▸ **Exercise goal**: Every line in the data below that holds "cannot" should be found and copied.

▸ **Stored data entries**:
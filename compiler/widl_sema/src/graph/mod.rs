//! Pass 3: the declaration graph.
//!
//! ```text
//! 3a: Parents       bind `: Parent`, reject wrong kinds and cycles
//! 3b: Includes      bind `A includes B` / `A implements B`
//! 3c: Consequential worklist fold per target interface
//! 3d: Member lists  own + consequential + inherited, in parent-first order
//! 3e: Dictionaries  member names unique along the inheritance chain
//! ```

mod members;

use std::collections::VecDeque;

use rustc_hash::FxHashSet;
use widl_diagnostic::IdlError;
use widl_ir::model::{DeclId, Declaration, Definitions, InterfaceKind};

use crate::context::{next_decl_id, Context, Source};

#[tracing::instrument(level = "debug", skip_all)]
pub(crate) fn build_graph(ctx: &mut Context<'_>) -> Result<(), IdlError> {
    resolve_parents(ctx)?;
    check_inheritance_cycles(ctx)?;
    let direct = resolve_includes(ctx)?;
    fold_consequential(ctx, &direct)?;
    members::compute_member_lists(ctx)?;
    members::check_dictionaries(ctx)?;
    Ok(())
}

/// Parent of an interface or dictionary. Only meaningful after
/// [`check_inheritance_cycles`].
pub(crate) fn parent_of(defs: &Definitions, id: DeclId) -> Option<DeclId> {
    match defs.declaration(id) {
        Declaration::Interface(iface) => iface.parent,
        Declaration::Dictionary(dict) => dict.parent,
        _ => None,
    }
}

/// Ancestors from the nearest parent outward.
pub(crate) fn ancestors(defs: &Definitions, id: DeclId) -> impl Iterator<Item = DeclId> + '_ {
    std::iter::successors(parent_of(defs, id), move |&p| parent_of(defs, p))
}

fn resolve_parents(ctx: &mut Context<'_>) -> Result<(), IdlError> {
    for index in 0..ctx.sources.len() {
        let child = &ctx.sources[index];
        let parent = match child {
            Source::Interface(def, _) => def.parent,
            Source::Dictionary(def) => def.parent,
            _ => None,
        };
        let Some(parent) = parent else { continue };
        let child_name = ctx.text(child.name());

        let Some(parent_id) = ctx.lookup(parent.name) else {
            return Err(IdlError::reference(
                format!(
                    "{} `{child_name}` inherits from unknown `{}`",
                    child.describe(),
                    ctx.text(parent.name)
                ),
                parent.loc,
            ));
        };
        let parent_source = ctx.source(parent_id);
        match (child, parent_source) {
            (
                Source::Interface(_, InterfaceKind::Plain),
                Source::Interface(_, InterfaceKind::Plain),
            )
            | (Source::Dictionary(_), Source::Dictionary(_)) => {}
            (Source::Interface(_, InterfaceKind::Plain) | Source::Dictionary(_), other) => {
                return Err(IdlError::kind_mismatch(
                    format!(
                        "{} `{child_name}` cannot inherit from {} `{}`",
                        child.describe(),
                        other.describe(),
                        ctx.text(parent.name)
                    ),
                    parent.loc,
                )
                .with_related(other.loc(), "declared here"));
            }
            (other, _) => {
                return Err(IdlError::kind_mismatch(
                    format!("{} `{child_name}` cannot inherit", other.describe()),
                    parent.loc,
                ));
            }
        }

        match &mut ctx.defs.declarations[index] {
            Declaration::Interface(iface) => iface.parent = Some(parent_id),
            Declaration::Dictionary(dict) => dict.parent = Some(parent_id),
            _ => {}
        }
    }
    Ok(())
}

fn check_inheritance_cycles(ctx: &Context<'_>) -> Result<(), IdlError> {
    for index in 0..ctx.defs.len() {
        let start = next_decl_id(index);
        let mut chain = vec![start];
        let mut seen = FxHashSet::default();
        seen.insert(start);
        let mut current = parent_of(&ctx.defs, start);
        while let Some(parent) = current {
            chain.push(parent);
            if !seen.insert(parent) {
                let names: Vec<&str> = chain
                    .iter()
                    .map(|&id| ctx.text(ctx.defs.declaration(id).name()))
                    .collect();
                return Err(IdlError::cycle(
                    format!("inheritance cycle: {}", names.join(" -> ")),
                    ctx.defs.declaration(start).loc(),
                ));
            }
            current = parent_of(&ctx.defs, parent);
        }
    }
    Ok(())
}

/// Direct includes per declaration, in statement order.
fn resolve_includes(ctx: &Context<'_>) -> Result<Vec<Vec<DeclId>>, IdlError> {
    let mut direct = vec![Vec::new(); ctx.sources.len()];
    for stmt in &ctx.includes {
        let keyword = if stmt.legacy { "implements" } else { "includes" };
        let Some(target) = ctx.lookup(stmt.target.name) else {
            return Err(IdlError::reference(
                format!("`{keyword}` target `{}` is not declared", ctx.text(stmt.target.name)),
                stmt.target.loc,
            ));
        };
        let Some(mixin) = ctx.lookup(stmt.mixin.name) else {
            return Err(IdlError::reference(
                format!("`{}` is not declared", ctx.text(stmt.mixin.name)),
                stmt.mixin.loc,
            ));
        };

        match ctx.source(target) {
            Source::Interface(_, InterfaceKind::Plain) => {}
            other => {
                return Err(IdlError::kind_mismatch(
                    format!(
                        "{} `{}` cannot be the target of `{keyword}`",
                        other.describe(),
                        ctx.text(stmt.target.name)
                    ),
                    stmt.target.loc,
                ));
            }
        }
        match ctx.source(mixin) {
            Source::Interface(_, InterfaceKind::Plain | InterfaceKind::Mixin) => {}
            other => {
                return Err(IdlError::kind_mismatch(
                    format!(
                        "{} `{}` cannot be included",
                        other.describe(),
                        ctx.text(stmt.mixin.name)
                    ),
                    stmt.mixin.loc,
                ));
            }
        }

        let list: &mut Vec<DeclId> = &mut direct[target.index()];
        if !list.contains(&mixin) {
            list.push(mixin);
        }
    }
    Ok(direct)
}

/// Fold consequential interfaces for every plain interface.
///
/// A worklist per target holds `(interface, reached_from)` pairs. Each
/// folded interface contributes its ancestors and its own direct includes.
/// Ancestors of the target are already reachable through inheritance and
/// are skipped; reaching the target itself is a cycle.
fn fold_consequential(ctx: &mut Context<'_>, direct: &[Vec<DeclId>]) -> Result<(), IdlError> {
    for index in 0..ctx.defs.len() {
        let target = next_decl_id(index);
        if direct[index].is_empty() {
            continue;
        }

        let target_ancestors: FxHashSet<DeclId> = ancestors(&ctx.defs, target).collect();
        let mut folded = FxHashSet::default();
        let mut order = Vec::new();
        let mut worklist: VecDeque<(DeclId, DeclId)> =
            direct[index].iter().map(|&m| (m, target)).collect();

        while let Some((next, from)) = worklist.pop_front() {
            if next == target {
                let target_name = ctx.text(ctx.defs.declaration(target).name());
                let from_name = ctx.text(ctx.defs.declaration(from).name());
                return Err(IdlError::cycle(
                    format!("`{target_name}` includes itself through `{from_name}`"),
                    ctx.defs.declaration(target).loc(),
                ));
            }
            if target_ancestors.contains(&next) || !folded.insert(next) {
                continue;
            }
            order.push(next);
            worklist.extend(ancestors(&ctx.defs, next).map(|a| (a, next)));
            worklist.extend(direct[next.index()].iter().map(|&m| (m, next)));
        }

        tracing::trace!(
            target = ctx.text(ctx.defs.declaration(target).name()),
            folded = order.len(),
            "consequential"
        );
        if let Declaration::Interface(iface) = &mut ctx.defs.declarations[index] {
            iface.consequential = order;
        }
    }
    Ok(())
}

#[cfg(test)]
mod tests;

▸ **Result for this task**:
                        "{} `{child_name}` cannot inherit from {} `{}`",
                    format!("{} `{child_name}` cannot inherit", other.describe()),
                        "{} `{}` cannot be the target of `{keyword}`",
                        "{} `{}` cannot be included",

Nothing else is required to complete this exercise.